With officials increasingly concerned about the impact of negative rates and President Christine Lagarde about to announce a strategic review, most respondents said monetary policy is on autopilot for the next two years. That’s a turnaround from the previous survey which predicted more easing in June. Economists now see the next move as a rate hike by the first quarter of 2022.

ECB Rate Cuts Seen as Done With Lagarde’s Review in Spotlight

Lagarde, who holds her first policy meeting on Dec. 12, is facing mounting pressure from banks and politicians who say subzero rates are damaging the financial system and hurting savers. It suggests her review will have to investigate other ways of using the ECB’s toolkit to revive inflation.

“We don’t think they are going to ease, but if they were going to ease the pressure to do something else rather than cut rates is going to be quite high,” said Peter Schaffrik, a global macro strategist at RBC in London. “This is certainly not an environment to pile something on top after the implementation of the last program.”

The last program was a package of measures in September, weeks before Mario Draghi handed the presidency to Lagarde. He fought off unprecedented opposition in the Governing Council to lower the deposit rate to minus 0.5%, resume quantitative easing and give banks easier terms on long-term loans.

Since then, multiple policy makers have expressed unease over the threat to financial stability as investors turn to riskier investments, a concern that was also at the forefront of the ECB’s own financial stability review. Markets are no longer pricing a rate cut next year.

Economists in the survey expect the Governing Council to change its guidance on future policy by September. It currently pledges that interest rates will remain at current “or lower” levels until inflation is entrenched back at the target.

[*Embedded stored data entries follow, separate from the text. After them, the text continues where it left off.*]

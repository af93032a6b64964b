//! WAL error types.

use std::path::PathBuf;

use crate::record::CodecError;

/// Errors from the WAL engine and group committers.
#[derive(Debug, thiserror::Error)]
pub enum WalError {
    /// Underlying OS I/O error on a segment or directory.
    #[error("segment I/O error: {source}")]
    Io {
        #[from]
        source: std::io::Error,
    },

    /// The active segment cannot hold the record; rotation is required.
    #[error("segment full: record needs {record_len} bytes, {remaining} remain")]
    SegmentFull { record_len: u64, remaining: u64 },

    /// The WAL directory is already open in this process.
    #[error("WAL directory already locked: {path}")]
    AlreadyLocked { path: PathBuf },

    /// A scan found corruption that recovery was not allowed to repair.
    #[error("integrity failure in segment {segment}: {reason}")]
    Integrity { segment: String, reason: String },

    /// A record failed to decode while scanning a segment.
    #[error("codec failure in segment {segment}: {source}")]
    Codec {
        segment: String,
        #[source]
        source: CodecError,
    },

    /// A file in the WAL directory does not follow segment naming.
    #[error("invalid segment file name: {name}")]
    InvalidSegmentName { name: String },

    /// The committer (or WAL) has been closed; no further writes accepted.
    #[error("write-ahead log is closed")]
    Closed,

    /// The lock-free committer's ring is saturated.
    #[error("commit ring full: capacity {capacity}")]
    BufferFull { capacity: usize },

    /// A group-commit flush failed; every waiter in the batch sees this.
    #[error("group commit failed: {message}")]
    CommitFailed { message: String },
}

pub type Result<T> = std::result::Result<T, WalError>;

“Under the assumption of a gradual, though modest, recovery in economic growth, we think the bar for another rate cut or a step up of asset purchases is currently high,” said Barclays economists Philippe Gudin and Christian Keller.

ECB Rate Cuts Seen as Done With Lagarde’s Review in Spotlight

Bond purchases will most likely continue until late 2021, according to survey respondents. They don’t foresee the monthly pace of 20 billion euros ($22 billion) changing until one month before completion of the program, nor are new asset classes such as equities likely to be added to the mix. That may reflect a bet that Lagarde won’t want to reopen old wounds -- QE was at the heart of the dissent over September’s decision.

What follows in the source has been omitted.